use web_time::{Duration, Instant};

use crate::*;

/// Input arriving inside this window after a move attempt is dropped.
pub const MOVE_COOLDOWN: Duration = Duration::from_millis(150);
pub const MOVE_COST: Score = 1;
pub const CHIP_REWARD: Score = 50;
pub const REPAIR_REWARD: Score = 100;
pub const WASTED_ACTION_PENALTY: Score = 50;

#[derive(Copy, Clone, Debug, PartialEq, Eq)]
pub enum LossReason {
    FellIntoPit,
    HostileRobot,
    Surrounded,
}

#[derive(Copy, Clone, Debug, PartialEq, Eq)]
pub enum GameEnd {
    Won,
    Lost(LossReason),
}

#[derive(Copy, Clone, Debug, PartialEq, Eq)]
pub enum MoveOutcome {
    /// The game is already over.
    Ignored,
    /// Still inside [`MOVE_COOLDOWN`].
    Throttled,
    BlockedByEdge,
    Moved,
    /// Standing on the robot with every chip in hand.
    ReachedRobot,
    Ended(GameEnd),
}

impl MoveOutcome {
    /// Whether the game state changed and needs to be saved.
    pub const fn changed_state(self) -> bool {
        matches!(self, Self::Moved | Self::ReachedRobot | Self::Ended(_))
    }

    pub const fn game_end(self) -> Option<GameEnd> {
        match self {
            Self::Ended(end) => Some(end),
            _ => None,
        }
    }
}

#[derive(Copy, Clone, Debug, PartialEq, Eq)]
pub enum ActionOutcome {
    /// The game is already over.
    Ignored,
    Repaired,
    RepairRefused,
    ChipCollected {
        collected: CellCount,
        all_collected: bool,
    },
    NothingHere,
}

impl ActionOutcome {
    pub const fn changed_state(self) -> bool {
        !matches!(self, Self::Ignored)
    }

    pub const fn game_end(self) -> Option<GameEnd> {
        match self {
            Self::Repaired => Some(GameEnd::Won),
            _ => None,
        }
    }
}

/// Owns one game and applies player input to it.
#[derive(Clone, Debug, PartialEq)]
pub struct PlayEngine {
    state: GameState,
    cooldown_until: Option<Instant>,
}

impl PlayEngine {
    pub fn new(state: GameState) -> Self {
        Self {
            state,
            cooldown_until: None,
        }
    }

    pub fn state(&self) -> &GameState {
        &self.state
    }

    pub fn into_state(self) -> GameState {
        self.state
    }

    pub fn is_finished(&self) -> bool {
        self.state.is_game_over()
    }

    pub fn move_player(&mut self, direction: Direction, now: Instant) -> MoveOutcome {
        if self.state.is_game_over() {
            return MoveOutcome::Ignored;
        }
        if self.cooldown_until.is_some_and(|until| now < until) {
            return MoveOutcome::Throttled;
        }
        self.cooldown_until = Some(now + MOVE_COOLDOWN);

        let Some(target) = apply_delta(self.state.player, direction.delta(), self.state.size()) else {
            return MoveOutcome::BlockedByEdge;
        };

        self.state.player = target;
        self.state.score -= MOVE_COST;
        self.state[target].visited = true;

        let outcome = self.resolve_tile();
        if outcome.game_end().is_none() && self.is_surrounded() {
            return self.end_game(GameEnd::Lost(LossReason::Surrounded));
        }
        outcome
    }

    pub fn act(&mut self) -> ActionOutcome {
        if self.state.is_game_over() {
            return ActionOutcome::Ignored;
        }

        let player = self.state.player;
        let cell = self.state[player];

        if cell.has_robot() {
            if self.state.has_all_chips() {
                self.state.score += REPAIR_REWARD;
                self.end_game(GameEnd::Won);
                ActionOutcome::Repaired
            } else {
                self.state.score -= WASTED_ACTION_PENALTY;
                ActionOutcome::RepairRefused
            }
        } else if let Some(chip) = self
            .state
            .chips
            .iter_mut()
            .find(|chip| chip.position == player && !chip.collected)
        {
            chip.collected = true;
            self.state[player].occupant = Occupant::Empty;
            self.state.chips_collected += 1;
            self.state.score += CHIP_REWARD;
            ActionOutcome::ChipCollected {
                collected: self.state.chips_collected,
                all_collected: self.state.has_all_chips(),
            }
        } else {
            self.state.score -= WASTED_ACTION_PENALTY;
            ActionOutcome::NothingHere
        }
    }

    fn resolve_tile(&mut self) -> MoveOutcome {
        let cell = self.state[self.state.player];

        if cell.has_pit() {
            self.end_game(GameEnd::Lost(LossReason::FellIntoPit))
        } else if cell.has_robot() {
            if self.state.has_all_chips() {
                MoveOutcome::ReachedRobot
            } else {
                self.end_game(GameEnd::Lost(LossReason::HostileRobot))
            }
        } else {
            MoveOutcome::Moved
        }
    }

    /// No cardinal neighbour is both in bounds and free of a pit.
    fn is_surrounded(&self) -> bool {
        self.state
            .iter_neighbors(self.state.player)
            .all(|coords| self.state[coords].has_pit())
    }

    fn end_game(&mut self, end: GameEnd) -> MoveOutcome {
        if !self.state.is_game_over() {
            self.state.play_state = match end {
                GameEnd::Won => PlayState::Won,
                GameEnd::Lost(_) => PlayState::Lost,
            };
            self.state.reveal_all();
            log::debug!("Game ended: {:?}, score {}", end, self.state.score);
        }
        MoveOutcome::Ended(end)
    }
}

#[cfg(test)]
mod tests {
    use super::*;

    fn engine(grid_size: Coord, robot: Coord2, pits: &[Coord2], chips: &[Coord2]) -> PlayEngine {
        PlayEngine::new(GameState::from_layout(grid_size, robot, pits, chips).unwrap())
    }

    /// Moves far enough apart in time to never hit the cooldown.
    struct Clock(Instant);

    impl Clock {
        fn new() -> Self {
            Self(Instant::now())
        }

        fn tick(&mut self) -> Instant {
            self.0 += Duration::from_secs(1);
            self.0
        }
    }

    fn walk(engine: &mut PlayEngine, clock: &mut Clock, path: &[Direction]) -> MoveOutcome {
        path.iter()
            .map(|&direction| engine.move_player(direction, clock.tick()))
            .last()
            .unwrap_or(MoveOutcome::Ignored)
    }

    #[test]
    fn move_costs_one_and_marks_visited() {
        let mut engine = engine(5, (4, 4), &[], &[]);
        let mut clock = Clock::new();

        assert_eq!(
            engine.move_player(Direction::Right, clock.tick()),
            MoveOutcome::Moved
        );
        assert_eq!(engine.state().player(), (1, 0));
        assert_eq!(engine.state().score(), 99);
        assert!(engine.state().cell_at((1, 0)).visited);
    }

    #[test]
    fn edge_rejects_without_cost() {
        let mut engine = engine(5, (4, 4), &[], &[]);

        let outcome = engine.move_player(Direction::Left, Instant::now());

        assert_eq!(outcome, MoveOutcome::BlockedByEdge);
        assert!(!outcome.changed_state());
        assert_eq!(engine.state().player(), (0, 0));
        assert_eq!(engine.state().score(), 100);
    }

    #[test]
    fn cooldown_drops_rapid_input() {
        let mut engine = engine(5, (4, 4), &[], &[]);
        let start = Instant::now();

        assert_eq!(engine.move_player(Direction::Right, start), MoveOutcome::Moved);
        assert_eq!(
            engine.move_player(Direction::Right, start + Duration::from_millis(100)),
            MoveOutcome::Throttled
        );
        assert_eq!(engine.state().player(), (1, 0));
        assert_eq!(engine.state().score(), 99);
        assert_eq!(
            engine.move_player(Direction::Right, start + MOVE_COOLDOWN),
            MoveOutcome::Moved
        );
        assert_eq!(engine.state().player(), (2, 0));
    }

    #[test]
    fn falling_into_pit_ends_and_reveals() {
        let mut engine = engine(4, (3, 3), &[(0, 1)], &[]);

        let outcome = engine.move_player(Direction::Down, Instant::now());

        assert_eq!(outcome, MoveOutcome::Ended(GameEnd::Lost(LossReason::FellIntoPit)));
        assert_eq!(engine.state().play_state(), PlayState::Lost);
        assert!(engine.state().grid.iter().all(|cell| cell.visited));
    }

    #[test]
    fn robot_without_chips_is_hostile() {
        let mut engine = engine(4, (1, 0), &[], &[(3, 3)]);

        assert_eq!(
            engine.move_player(Direction::Right, Instant::now()),
            MoveOutcome::Ended(GameEnd::Lost(LossReason::HostileRobot))
        );
    }

    #[test]
    fn surrounded_by_pits_ends_game() {
        // (1, 0) is boxed in by the edge and pits at (2, 0) and (1, 1); the start cell collapses behind the
        // player to close the last exit.
        let mut state = GameState::from_layout(4, (3, 3), &[(2, 0), (1, 1)], &[]).unwrap();
        state[(0, 0)].occupant = Occupant::Pit;
        let mut engine = PlayEngine::new(state);

        let outcome = engine.move_player(Direction::Right, Instant::now());

        assert_eq!(outcome, MoveOutcome::Ended(GameEnd::Lost(LossReason::Surrounded)));
        assert!(engine.is_finished());
        assert_eq!(engine.state().player(), (1, 0));
        assert_eq!(engine.state().score(), 99);
    }

    #[test]
    fn corner_with_pit_neighbors_is_surrounded() {
        let mut state = GameState::from_layout(4, (3, 3), &[(1, 0), (0, 1)], &[]).unwrap();
        assert!(PlayEngine::new(state.clone()).is_surrounded());

        state[(0, 1)].occupant = Occupant::Empty;
        assert!(!PlayEngine::new(state).is_surrounded());
    }

    #[test]
    fn collecting_chip_rewards_and_clears_tile() {
        let mut engine = engine(4, (3, 3), &[], &[(1, 0), (2, 0)]);
        let mut clock = Clock::new();

        walk(&mut engine, &mut clock, &[Direction::Right]);
        assert_eq!(
            engine.act(),
            ActionOutcome::ChipCollected {
                collected: 1,
                all_collected: false
            }
        );
        assert_eq!(engine.state().score(), 149);
        assert!(!engine.state().cell_at((1, 0)).has_chip());
        assert!(engine.state().chips()[0].collected);

        assert_eq!(engine.act(), ActionOutcome::NothingHere);
        assert_eq!(engine.state().score(), 99);
    }

    #[test]
    fn repair_without_all_chips_is_penalized() {
        let mut state = GameState::from_layout(4, (1, 0), &[], &[(3, 3)]).unwrap();
        state.player = (1, 0);
        let mut engine = PlayEngine::new(state);

        assert_eq!(engine.act(), ActionOutcome::RepairRefused);
        assert_eq!(engine.state().score(), 50);
        assert!(!engine.is_finished());
    }

    #[test]
    fn full_run_wins() {
        let mut engine = engine(4, (3, 0), &[(0, 2)], &[(1, 0), (2, 0)]);
        let mut clock = Clock::new();

        walk(&mut engine, &mut clock, &[Direction::Right]);
        engine.act();
        walk(&mut engine, &mut clock, &[Direction::Right]);
        assert_eq!(
            engine.act(),
            ActionOutcome::ChipCollected {
                collected: 2,
                all_collected: true
            }
        );
        assert_eq!(
            walk(&mut engine, &mut clock, &[Direction::Right]),
            MoveOutcome::ReachedRobot
        );
        assert_eq!(engine.act(), ActionOutcome::Repaired);

        // 100 - 3 moves + 2 chips + repair
        assert_eq!(engine.state().score(), 100 - 3 + 100 + 100);
        assert_eq!(engine.state().play_state(), PlayState::Won);
        assert!(engine.state().cell_at((3, 0)).visited);
        assert!(engine.state().cell_at((3, 3)).visited);
    }

    #[test]
    fn finished_game_ignores_input() {
        let mut engine = engine(4, (3, 3), &[(0, 1)], &[(2, 2)]);
        let mut clock = Clock::new();
        walk(&mut engine, &mut clock, &[Direction::Down]);
        let before = engine.state().clone();

        assert_eq!(engine.move_player(Direction::Right, clock.tick()), MoveOutcome::Ignored);
        assert_eq!(engine.act(), ActionOutcome::Ignored);
        assert_eq!(engine.state(), &before);
    }
}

- - -

PROBLEM:
An exact copy of the data is needed, running from its first line through the line that holds "pub const WASTED_ACTION_PENALTY: Score = 50;", and nothing beyond that.

RESULT FOR THIS EXERCISE:
use web_time::{Duration, Instant};

use crate::*;

/// Input arriving inside this window after a move attempt is dropped.
pub const MOVE_COOLDOWN: Duration = Duration::from_millis(150);
pub const MOVE_COST: Score = 1;
pub const CHIP_REWARD: Score = 50;
pub const REPAIR_REWARD: Score = 100;
pub const WASTED_ACTION_PENALTY: Score = 50;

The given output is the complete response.